Scan the entries and tally the lines that include the string "EngagementService". Reply with the figure alone.

EXTRACTED ENTRIES =>

·····

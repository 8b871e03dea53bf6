use std::fmt;
use std::sync::Arc;

use cinelog_core::database::PostgresDatabase;
use cinelog_core::providers::MetadataProvider;
use cinelog_core::{AppUnitOfWork, CatalogService, EngagementService, ProgressReconciler};

use crate::config::Config;
use crate::providers::tmdb::TmdbProvider;

#[derive(Clone)]
pub struct AppState {
    pub config: Arc<Config>,
    pub unit_of_work: Arc<AppUnitOfWork>,
    pub reconciler: ProgressReconciler,
    pub engagement: EngagementService,
    pub catalog: CatalogService,
}

impl fmt::Debug for AppState {
    fn fmt(&self, f: &mut fmt::Formatter<'_>) -> fmt::Result {
        f.debug_struct("AppState").finish_non_exhaustive()
    }
}

impl AppState {
    /// Production composition: Postgres repositories plus the TMDB metadata
    /// adapter.
    pub fn new(config: Config, db: &PostgresDatabase) -> Self {
        let provider: Arc<dyn MetadataProvider> = Arc::new(TmdbProvider::new(
            &config.tmdb_base_url,
            &config.tmdb_api_key,
        ));
        Self::from_parts(config, AppUnitOfWork::from_postgres(db), provider)
    }

    /// Composition over explicit ports; also the seam the request-level
    /// tests use to swap in in-memory repositories.
    pub fn from_parts(
        config: Config,
        unit_of_work: AppUnitOfWork,
        provider: Arc<dyn MetadataProvider>,
    ) -> Self {
        let reconciler = ProgressReconciler::new(unit_of_work.watch_state.clone());
        let engagement = EngagementService::new(unit_of_work.engagement.clone());
        let catalog = CatalogService::new(unit_of_work.media.clone(), provider);
        Self {
            config: Arc::new(config),
            unit_of_work: Arc::new(unit_of_work),
            reconciler,
            engagement,
            catalog,
        }
    }
}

·····

RESULT OF THE EXERCISE =>
3